それでも予定通り最終段階へ進むのは、ジョンソン政権が4つの基準が満たされていると判断したからです。それら4つの基準とは……

  • ワクチン接種が順調に進むこと
  • ワクチンの効果で重症化や死亡が抑制されること
  • 病院システムの崩壊につながるような入院者数の増加がないこと
  • 変異株によっても基本的なリスク評価に変化がないこと

ワクチンの接種状況

英国はワクチンの接種において主要国の先頭を走ってきました。Bloombergによれば、英国の成人の87%が少なくとも1回のワクチン接種を済ませており、3分の2が2回の接種を終えているとのこと。また、Our World in Dataによれば、全人口に占める、少なくとも1回のワクチン接種を終えた人の割合は、7月上旬段階で、英国が68%、ドイツが58%、米国が55%、日本が31%、世界平均は26%です。

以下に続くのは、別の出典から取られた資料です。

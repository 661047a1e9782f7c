use std::{env, fmt};

use serenity::all::GuildId;

pub struct BotConfig {
    pub discord_token: String,
    pub debug: bool,
    pub command_guild: Option<GuildId>,
}

#[derive(Debug, PartialEq)]
pub enum ConfigError {
    Missing(&'static str),
    Invalid(&'static str, String),
}

impl fmt::Display for ConfigError {
    fn fmt(&self, f: &mut fmt::Formatter<'_>) -> fmt::Result {
        match self {
            ConfigError::Missing(key) => write!(f, "environment variable {key} is not set"),
            ConfigError::Invalid(key, value) => {
                write!(f, "environment variable {key} has invalid value {value:?}")
            }
        }
    }
}

impl std::error::Error for ConfigError {}

impl BotConfig {
    pub fn from_env() -> Result<Self, ConfigError> {
        Self::from_lookup(|key| env::var(key).ok())
    }

    pub fn from_lookup(lookup: impl Fn(&str) -> Option<String>) -> Result<Self, ConfigError> {
        let discord_token = lookup("DISCORD_TOKEN")
            .filter(|token| !token.trim().is_empty())
            .ok_or(ConfigError::Missing("DISCORD_TOKEN"))?;
        let debug = lookup("DEBUG").is_some_and(|debug| debug == "true");
        let command_guild = match lookup("COMMAND_GUILD") {
            Some(guild) => match guild.parse::<u64>() {
                Ok(id) if id != 0 => Some(GuildId::new(id)),
                _ => return Err(ConfigError::Invalid("COMMAND_GUILD", guild)),
            },
            None => None,
        };

        Ok(BotConfig {
            discord_token,
            debug,
            command_guild,
        })
    }
}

英国の新規感染者数は急増していますが、死亡者数はやや増加傾向にあるものの、ワクチンの効果によって低水準にとどまっています。コロナの根絶が期待できない以上、ある程度の重症化や死亡は経済を回すためにやむを得ないと考えられているのでしょう。

7-9月期以降の経済成長を後押しするか

厳しい行動制限の影響で、英国の1-3月期のGDP成長率は前期比マイナス1.6%でした。4-6月期はその反動もあって、市場では同5%程度の成長が予想されています。行動制限が完全に解除されれば、7-9月期以降も相応の経済成長が期待できそうです。

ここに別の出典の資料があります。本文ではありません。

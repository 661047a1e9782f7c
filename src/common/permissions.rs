use serenity::all::Permissions;

use crate::models::member::MemberProfile;

/// Whether `invoker` may exercise `capability` on a member.
///
/// A member that already holds the capability is turned away.
pub fn authorize(invoker: &MemberProfile, capability: Permissions) -> bool {
    !invoker.permissions.contains(capability)
}
pub mod command;
pub mod ready;
pub mod router;
#[derive(Debug, Clone, PartialEq)]
pub struct EmbedField {
    pub name: String,
    pub value: String,
    pub inline: bool,
}

impl EmbedField {
    pub fn new(name: impl Into<String>, value: impl Into<String>, inline: bool) -> Self {
        EmbedField {
            name: name.into(),
            value: value.into(),
            inline,
        }
    }
}

#[derive(Debug, Clone, PartialEq)]
pub struct Embed {
    pub title: Option<String>,
    pub description: Option<String>,
    pub thumbnail: Option<String>,
    pub footer: Option<String>,
    pub fields: Vec<EmbedField>,
    pub color: u32,
}

#[derive(Debug, Clone, PartialEq, Default)]
pub struct Response {
    pub content: Option<String>,
    pub embeds: Option<Vec<Embed>>,
    pub ephemeral: bool,
}

#[derive(Debug)]
pub enum ResponseError {
    Serenity(serenity::Error),
    Execution(&'static str, Option<String>),
}

impl From<serenity::Error> for ResponseError {
    fn from(err: serenity::Error) -> Self {
        ResponseError::Serenity(err)
    }
}

pub type ResponseResult = Result<(), ResponseError>;

impl Response {
    pub fn new() -> Self {
        Response::default()
    }

    pub fn content(mut self, content: String) -> Self {
        self.content = Some(content);
        self
    }

    pub fn embed(mut self, embed: Embed) -> Self {
        self.embeds = Some(vec![embed]);
        self
    }

    pub fn ephemeral(mut self, ephemeral: bool) -> Self {
        self.ephemeral = ephemeral;
        self
    }
}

一方で、行動制限の解除によって新規感染の拡大に歯止めがかからなくなれば、ロックダウンや行動制限に逆戻りする可能性もありそうです。そうなれば再び経済へのダメージは避けられないでしょう。

英ポンド相場の先行きに重要な影響も

英ポンド/米ドルは今年1-4月に堅調でした。今年1月1日に実現したブレグジット(英国のEU離脱)に際して大きな混乱がみられなかったことに加えて、ワクチン接種が進んでいたことも一因でしょう。そして、英ポンド/米ドルの5月以降の軟調は、変異株による世界的な感染拡大がリスクオフの投資家心理をもたらしたこと、そして感染拡大が英国で顕著だったことが背景だと考えられます。英国での行動制限の完全解除が吉と出るのか凶と出るのか、英経済や英ポンド相場の先行きに大きな影響を与えそうです。